Monday, July 2, 2012

Lots Of Little Updates

 Hey Readers,

I've spent the last couple weeks wrapping up all of the SRTM stuff. So in my last post I had started working all the data through the SRTMSplitter tool. One thing that I had noticed was odd was that it seemed like my units of data was way off, like all the elevation seemed way too high. I realized after spending some time poking around in the math that nothing was actually off, the reason that the elevation seemed so high was that because we were viewing all of North America at this scale it makes the high's in the terrain seem way higher than when all the data is zoomed in close and becomes spread out over a huge distance. So for the time being to counter this while I'm testing out the different levels I've just scaled back the height values.
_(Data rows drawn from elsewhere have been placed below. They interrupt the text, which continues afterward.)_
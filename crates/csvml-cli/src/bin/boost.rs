use csvml_classifiers::config::ModelType;

fn main() {
    std::process::exit(csvml_cli::app::run_program(
        "csvml-boost",
        "Train and evaluate a boosted tree (GBDT) classifier",
        ModelType::gbdt(),
    ));
}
I also spent some time getting some better camera controls in. Previously all I had was the ability to look left,right and move the camera forward/back/left/right/up/down. This kind of sucked though when I was trying to view the terrain from really high up. I had to pull the camera way back to see anything. I had already put some code in place for doing this but it seemed my math was slightly off because the view went totally wonky when I started adding the rotation around the x-axis( looking up/down ). To solve the problem I had to rejig the math so that instead of using a 6 degrees of freedom camera system it was more of a first person camera system so the camera can never rotate around the z axis.
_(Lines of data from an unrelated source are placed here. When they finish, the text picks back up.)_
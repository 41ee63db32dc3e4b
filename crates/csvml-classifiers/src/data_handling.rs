//! Dataset shapes, loaded samples and label encoding.
use ndarray::{Array1, Array2};
use serde::{Deserialize, Serialize};

use crate::error::LabelError;

pub const TRAINING_SIZE: usize = 8672;
pub const TESTING_SIZE: usize = 8671;
pub const NUMBER_OF_ATTRIBUTES: usize = 10;
pub const NUMBER_OF_CLASSES: usize = 2;

/// Expected shape of an input file: `n_rows` lines of `n_attributes`
/// features followed by one label.
#[derive(Debug, Clone, Copy, PartialEq, Eq, Serialize, Deserialize)]
pub struct Schema {
    pub n_rows: usize,
    pub n_attributes: usize,
}

impl Schema {
    pub fn new(n_rows: usize, n_attributes: usize) -> Self {
        Self {
            n_rows,
            n_attributes,
        }
    }

    pub fn training() -> Self {
        Self::new(TRAINING_SIZE, NUMBER_OF_ATTRIBUTES)
    }

    pub fn testing() -> Self {
        Self::new(TESTING_SIZE, NUMBER_OF_ATTRIBUTES)
    }

    /// Number of comma-separated fields on each line (features + label).
    pub fn n_fields(&self) -> usize {
        self.n_attributes + 1
    }
}

/// Feature matrix and label vector loaded from one file.
#[derive(Debug, Clone, PartialEq)]
pub struct LabeledData {
    pub x: Array2<f32>,
    pub y: Array1<f32>,
}

impl LabeledData {
    pub fn nrows(&self) -> usize {
        self.x.nrows()
    }
}

/// Maps the float labels of a binary dataset onto class indices `0` and `1`.
///
/// Classes are ordered ascending, so for the usual `0.0` / `1.0` labels the
/// class index equals the label.
#[derive(Debug, Clone, PartialEq, Serialize, Deserialize)]
pub struct LabelEncoder {
    classes: Vec<f32>,
}

impl LabelEncoder {
    pub fn fit(labels: &Array1<f32>) -> Result<Self, LabelError> {
        if labels.is_empty() {
            return Err(LabelError::Empty);
        }

        let mut classes: Vec<f32> = Vec::with_capacity(NUMBER_OF_CLASSES);
        for &label in labels.iter() {
            if !classes.iter().any(|&c| same_label(c, label)) {
                classes.push(label);
            }
        }

        if classes.len() > NUMBER_OF_CLASSES {
            return Err(LabelError::TooManyClasses(classes.len()));
        }
        classes.sort_by(|a, b| a.total_cmp(b));

        Ok(Self { classes })
    }

    pub fn classes(&self) -> &[f32] {
        &self.classes
    }

    pub fn encode(&self, label: f32) -> Result<usize, LabelError> {
        self.classes
            .iter()
            .position(|&c| same_label(c, label))
            .ok_or(LabelError::UnknownLabel(label))
    }

    /// `true` when `label` is the upper of the two classes.
    pub fn is_positive(&self, label: f32) -> Result<bool, LabelError> {
        Ok(self.encode(label)? == self.classes.len() - 1 && self.classes.len() > 1)
    }

    pub fn decode(&self, class: usize) -> f32 {
        self.classes[class.min(self.classes.len() - 1)]
    }

    /// Label for a binary decision; single-class encoders always return their class.
    pub fn decode_positive(&self, positive: bool) -> f32 {
        if positive {
            self.decode(self.classes.len() - 1)
        } else {
            self.decode(0)
        }
    }
}

/// Labels count as equal when they differ by less than `f32::EPSILON`.
pub fn same_label(a: f32, b: f32) -> bool {
    (a - b).abs() < f32::EPSILON
}

#[cfg(test)]
mod tests {
    use super::*;

    #[test]
    fn test_label_encoder_orders_classes() {
        let y = Array1::from_vec(vec![1.0, 0.0, 1.0, 0.0]);
        let encoder = LabelEncoder::fit(&y).unwrap();
        assert_eq!(encoder.classes(), &[0.0, 1.0]);
        assert_eq!(encoder.encode(0.0).unwrap(), 0);
        assert_eq!(encoder.encode(1.0).unwrap(), 1);
        assert!(encoder.is_positive(1.0).unwrap());
        assert!(!encoder.is_positive(0.0).unwrap());
        assert_eq!(encoder.decode_positive(true), 1.0);
        assert_eq!(encoder.decode_positive(false), 0.0);
    }

    #[test]
    fn test_label_encoder_non_unit_labels() {
        let y = Array1::from_vec(vec![2.0, -1.0, 2.0]);
        let encoder = LabelEncoder::fit(&y).unwrap();
        assert_eq!(encoder.classes(), &[-1.0, 2.0]);
        assert_eq!(encoder.decode(1), 2.0);
    }

    #[test]
    fn test_label_encoder_rejects_third_class() {
        let y = Array1::from_vec(vec![0.0, 1.0, 2.0]);
        assert_eq!(LabelEncoder::fit(&y), Err(LabelError::TooManyClasses(3)));
    }

    #[test]
    fn test_label_encoder_unknown_label() {
        let y = Array1::from_vec(vec![0.0, 1.0]);
        let encoder = LabelEncoder::fit(&y).unwrap();
        assert_eq!(encoder.encode(5.0), Err(LabelError::UnknownLabel(5.0)));
    }

    #[test]
    fn test_label_encoder_single_class() {
        let y = Array1::from_vec(vec![1.0, 1.0]);
        let encoder = LabelEncoder::fit(&y).unwrap();
        assert!(!encoder.is_positive(1.0).unwrap());
        assert_eq!(encoder.decode_positive(true), 1.0);
        assert_eq!(encoder.decode_positive(false), 1.0);
    }

    #[test]
    fn test_schema_fixed_shapes() {
        assert_eq!(Schema::training().n_rows, 8672);
        assert_eq!(Schema::testing().n_rows, 8671);
        assert_eq!(Schema::testing().n_fields(), 11);
    }
}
With the camera updates out of the way the next thing I thought I'd work on was getting the multi-threading working again with the new terrain tree system. The idea was that I have these builder objects which are passed through the terrain tree and at each node they collect the necessary data to build the voxel data for that node. So I set up a BuilderThread object, how it works was that every frame the main thread queries the builder thread to see if it's ready to accept a new collection of builder objects. If it is ready then the new collection of builder objects is passed to the builder thread. The builder thread then starts building up all the voxel data. Once the thread has finished a flag is set so that the next time the main thread queries, all of the data which needs to be built on the main thread gets fired off and the cycle is complete ready for a new set of data. I had some problems with popping terrain but I just had to re-juggle when I was creating and destroying terrain chunks. Basically what I did was to always keep the parent terrain chunk around so that if we destroy the children we have something to pop back to when we render.

One more thing I had to take care of was splitting the terrain based on the distance of a node from the camera, this is the way chunked lod terrain works. I worked it out as an equation where there's an inverse relationship of the dimensions of a node to the distance from the camera. After a little bit of tweaking the equation I had it working perfectly how I wanted. It was a good thing I had the threading working because with the new splitting there was a lot more terrain splitting going on then the simple quad tree splitting that was going on before.
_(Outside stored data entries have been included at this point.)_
use csvml_classifiers::config::ModelType;

fn main() {
    std::process::exit(csvml_cli::app::run_program(
        "csvml-forest",
        "Train and evaluate a random forest classifier",
        ModelType::random_forest(),
    ));
}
Now I was running into performance problems again. One of the big issues was a huge amount of overdraw. The problem was that when I first got the voxel terrain sprites working I didn't spend any time getting the skirts of the boxes working properly so every box with a skirt had it's skirt being rendered all the way to 0 m above sea level. It was a super simple fix I just had to tweak my function that was generating each block of terrain so that it was calculating the skirt based on the lowest level neighbour. This gave me a significant performance boost, enough that I could keep going on adding more functionality.

So the last thing I spent some time with was the rendering. I had been spending so much time getting this new functionality in but no time with how the demo was looking. So I spent some time retweaking the fog, the sky color, and the terrain colors so there's more of a gradient and the colors make more sense. I chose yellowish for near sea level, green in the midranges, and white for the highest elevations.